▸ Data supplied:
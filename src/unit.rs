//! # Text Units
//!
//! A unit is one styled block of text: a header, a paragraph, a linkback, or
//! a generic single-/multi-line block. Units are measured when built, so the
//! layout engine only deals with lines and heights.
//!
//! ## Example
//!
//! ```no_run
//! use nider::{Font, TextUnit, Align, Outline};
//!
//! let font = Font::from_file("fonts/Roboto-Bold.ttf", 48.0)?;
//! let header = TextUnit::header("Hello", font.clone())
//!     .align(Align::Left)
//!     .outline(Outline::new(2))
//!     .build();
//! let linkback = TextUnit::linkback("@nider", font).bottom_padding(30).build();
//! # Ok::<(), nider::NiderError>(())
//! ```

use std::fmt;

use image::Rgb;
use serde::{Deserialize, Serialize};

use crate::font::Font;

/// Default character budget per wrapped line.
pub const DEFAULT_WRAP_WIDTH: usize = 21;

/// Default gap between wrapped lines, in pixels.
pub const DEFAULT_LINE_PADDING: u32 = 6;

/// Default gap between a linkback and the bottom edge, in pixels.
pub const DEFAULT_BOTTOM_PADDING: u32 = 20;

/// Horizontal alignment of each line.
#[derive(Debug, Clone, Copy, Default, PartialEq, Eq, Serialize, Deserialize)]
#[serde(rename_all = "snake_case")]
pub enum Align {
    Left,
    #[default]
    Center,
    Right,
}

/// Halo drawn around glyphs.
#[derive(Debug, Clone, Copy, PartialEq, Eq)]
pub struct Outline {
    pub width: u32,
    /// Derived from the unit color when unset.
    pub color: Option<Rgb<u8>>,
}

impl Outline {
    pub fn new(width: u32) -> Self {
        Self { width, color: None }
    }

    pub fn with_color(width: u32, color: Rgb<u8>) -> Self {
        Self {
            width,
            color: Some(color),
        }
    }
}

impl Default for Outline {
    fn default() -> Self {
        Self::new(2)
    }
}

/// What role a unit plays; decides wrapping and extra height.
#[derive(Debug, Clone, Copy, PartialEq, Eq)]
pub enum UnitKind {
    Header,
    Paragraph,
    Linkback { bottom_padding: u32 },
    SingleLine,
    Multiline,
}

impl UnitKind {
    /// Whether units of this kind wrap into several lines.
    pub fn is_multiline(self) -> bool {
        matches!(self, Self::Header | Self::Paragraph | Self::Multiline)
    }
}

impl fmt::Display for UnitKind {
    fn fmt(&self, f: &mut fmt::Formatter<'_>) -> fmt::Result {
        let name = match self {
            Self::Header => "header",
            Self::Paragraph => "paragraph",
            Self::Linkback { .. } => "linkback",
            Self::SingleLine => "single-line unit",
            Self::Multiline => "multiline unit",
        };
        f.write_str(name)
    }
}

/// A measured, styled block of text.
#[derive(Debug, Clone)]
pub struct TextUnit {
    kind: UnitKind,
    text: String,
    font: Font,
    /// Resolved against the background when unset.
    pub color: Option<Rgb<u8>>,
    pub align: Align,
    pub outline: Option<Outline>,
    /// Wrapped lines; `None` for single-line units.
    lines: Option<Vec<String>>,
    line_height: u32,
    /// Gap between lines; `None` for single-line units.
    line_padding: Option<u32>,
}

impl TextUnit {
    pub fn header(text: impl Into<String>, font: Font) -> UnitBuilder {
        UnitBuilder::new(UnitKind::Header, text, font)
    }

    pub fn paragraph(text: impl Into<String>, font: Font) -> UnitBuilder {
        UnitBuilder::new(UnitKind::Paragraph, text, font)
    }

    pub fn linkback(text: impl Into<String>, font: Font) -> UnitBuilder {
        UnitBuilder::new(
            UnitKind::Linkback {
                bottom_padding: DEFAULT_BOTTOM_PADDING,
            },
            text,
            font,
        )
    }

    pub fn single_line(text: impl Into<String>, font: Font) -> UnitBuilder {
        UnitBuilder::new(UnitKind::SingleLine, text, font)
    }

    pub fn multiline(text: impl Into<String>, font: Font) -> UnitBuilder {
        UnitBuilder::new(UnitKind::Multiline, text, font)
    }

    /// Build a unit from lines measured elsewhere.
    ///
    /// `line_padding` is ignored for single-line kinds, whose only line is
    /// the raw text.
    pub fn measured(
        kind: UnitKind,
        text: impl Into<String>,
        font: Font,
        lines: Vec<String>,
        line_height: u32,
        line_padding: u32,
    ) -> Self {
        let multiline = kind.is_multiline();
        Self {
            kind,
            text: text.into(),
            font,
            color: None,
            align: Align::default(),
            outline: None,
            lines: multiline.then_some(lines),
            line_height,
            line_padding: multiline.then_some(line_padding),
        }
    }

    pub fn kind(&self) -> UnitKind {
        self.kind
    }

    pub fn text(&self) -> &str {
        &self.text
    }

    pub fn font(&self) -> &Font {
        &self.font
    }

    pub fn line_height(&self) -> u32 {
        self.line_height
    }

    pub fn line_padding(&self) -> Option<u32> {
        self.line_padding
    }

    /// Lines to draw. Single-line units fall back to their raw text.
    pub fn lines(&self) -> Vec<&str> {
        match &self.lines {
            Some(lines) => lines.iter().map(String::as_str).collect(),
            None => vec![self.text.as_str()],
        }
    }

    /// Vertical extent: `n * (line_height + padding) - padding`, plus the
    /// bottom padding for linkbacks.
    pub fn height(&self) -> u32 {
        let base = match (&self.lines, self.line_padding) {
            (Some(lines), Some(padding)) => {
                let n = lines.len() as u32;
                (n * (self.line_height + padding)).saturating_sub(padding)
            }
            _ => self.line_height,
        };
        match self.kind {
            UnitKind::Linkback { bottom_padding } => base + bottom_padding,
            _ => base,
        }
    }
}

/// Builder returned by the [`TextUnit`] constructors.
pub struct UnitBuilder {
    kind: UnitKind,
    text: String,
    font: Font,
    color: Option<Rgb<u8>>,
    align: Align,
    outline: Option<Outline>,
    wrap_width: usize,
    line_padding: u32,
}

impl UnitBuilder {
    fn new(kind: UnitKind, text: impl Into<String>, font: Font) -> Self {
        Self {
            kind,
            text: text.into(),
            font,
            color: None,
            align: Align::default(),
            outline: None,
            wrap_width: DEFAULT_WRAP_WIDTH,
            line_padding: DEFAULT_LINE_PADDING,
        }
    }

    pub fn color(mut self, color: Rgb<u8>) -> Self {
        self.color = Some(color);
        self
    }

    pub fn align(mut self, align: Align) -> Self {
        self.align = align;
        self
    }

    pub fn outline(mut self, outline: Outline) -> Self {
        self.outline = Some(outline);
        self
    }

    /// Characters per line for multi-line units.
    pub fn wrap_width(mut self, chars: usize) -> Self {
        self.wrap_width = chars.max(1);
        self
    }

    pub fn line_padding(mut self, pixels: u32) -> Self {
        self.line_padding = pixels;
        self
    }

    /// Only meaningful for linkbacks.
    pub fn bottom_padding(mut self, pixels: u32) -> Self {
        if let UnitKind::Linkback { bottom_padding } = &mut self.kind {
            *bottom_padding = pixels;
        }
        self
    }

    /// Wrap and measure the text.
    pub fn build(self) -> TextUnit {
        let lines = if self.kind.is_multiline() {
            wrap(&self.text, self.wrap_width)
        } else {
            Vec::new()
        };
        let line_height = self.font.line_height();
        let mut unit = TextUnit::measured(
            self.kind,
            self.text,
            self.font,
            lines,
            line_height,
            self.line_padding,
        );
        unit.color = self.color;
        unit.align = self.align;
        unit.outline = self.outline;
        unit
    }
}

/// Greedy word wrap to at most `width` characters per line.
///
/// Whitespace runs collapse; words longer than `width` are split.
pub fn wrap(text: &str, width: usize) -> Vec<String> {
    let width = width.max(1);
    let mut lines = Vec::new();
    let mut current = String::new();
    let mut current_len = 0usize;

    for word in text.split_whitespace() {
        let mut chars: Vec<char> = word.chars().collect();

        while chars.len() > width {
            if current_len > 0 {
                lines.push(std::mem::take(&mut current));
                current_len = 0;
            }
            lines.push(chars.drain(..width).collect());
        }
        if chars.is_empty() {
            continue;
        }

        let needed = if current_len == 0 {
            chars.len()
        } else {
            current_len + 1 + chars.len()
        };
        if needed > width {
            lines.push(std::mem::take(&mut current));
            current_len = 0;
        }
        if current_len > 0 {
            current.push(' ');
            current_len += 1;
        }
        current.extend(chars.iter());
        current_len += chars.len();
    }

    if current_len > 0 {
        lines.push(current);
    }
    lines
}

#[cfg(test)]
mod tests {
    use super::*;
    use crate::font::testing::block_font;
    use pretty_assertions::assert_eq;

    #[test]
    fn test_wrap_greedy() {
        assert_eq!(
            wrap("the quick brown fox jumps over", 10),
            vec!["the quick", "brown fox", "jumps over"]
        );
    }

    #[test]
    fn test_wrap_splits_long_words() {
        assert_eq!(wrap("abcdefghij xy", 4), vec!["abcd", "efgh", "ij", "xy"]);
        assert_eq!(wrap("ok abcdefgh", 4), vec!["ok", "abcd", "efgh"]);
    }

    #[test]
    fn test_wrap_empty() {
        assert!(wrap("   ", 10).is_empty());
    }

    #[test]
    fn test_multiline_height() {
        let unit = TextUnit::paragraph("aaaa bbbb cccc", block_font(10, 20))
            .wrap_width(4)
            .line_padding(5)
            .build();
        assert_eq!(unit.lines(), vec!["aaaa", "bbbb", "cccc"]);
        // 3 * (20 + 5) - 5
        assert_eq!(unit.height(), 70);
    }

    #[test]
    fn test_single_line_falls_back_to_text() {
        let unit = TextUnit::single_line("one long line of text", block_font(10, 20)).build();
        assert_eq!(unit.lines(), vec!["one long line of text"]);
        assert_eq!(unit.line_padding(), None);
        assert_eq!(unit.height(), 20);
    }

    #[test]
    fn test_linkback_adds_bottom_padding() {
        let unit = TextUnit::linkback("@nider", block_font(10, 20)).build();
        assert_eq!(unit.height(), 20 + DEFAULT_BOTTOM_PADDING);

        let unit = TextUnit::linkback("@nider", block_font(10, 20))
            .bottom_padding(7)
            .build();
        assert_eq!(unit.height(), 27);
    }

    #[test]
    fn test_bottom_padding_ignored_for_other_kinds() {
        let unit = TextUnit::header("hi", block_font(10, 20))
            .bottom_padding(50)
            .build();
        assert_eq!(unit.kind(), UnitKind::Header);
        assert_eq!(unit.height(), 20);
    }

    #[test]
    fn test_measured_unit() {
        let unit = TextUnit::measured(
            UnitKind::Paragraph,
            "ignored for layout",
            block_font(10, 20),
            vec!["a".into(), "b".into()],
            30,
            4,
        );
        assert_eq!(unit.height(), 64);
        assert_eq!(unit.color, None);
    }

    #[test]
    fn test_empty_multiline_has_zero_height() {
        let unit = TextUnit::paragraph("", block_font(10, 20)).build();
        assert!(unit.lines().is_empty());
        assert_eq!(unit.height(), 0);
    }
}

▸ Required action:
Scan the lines above for the word "layout", then copy each line that has it.

▸ Exercise output:
//! layout engine only deals with lines and heights.
            "ignored for layout",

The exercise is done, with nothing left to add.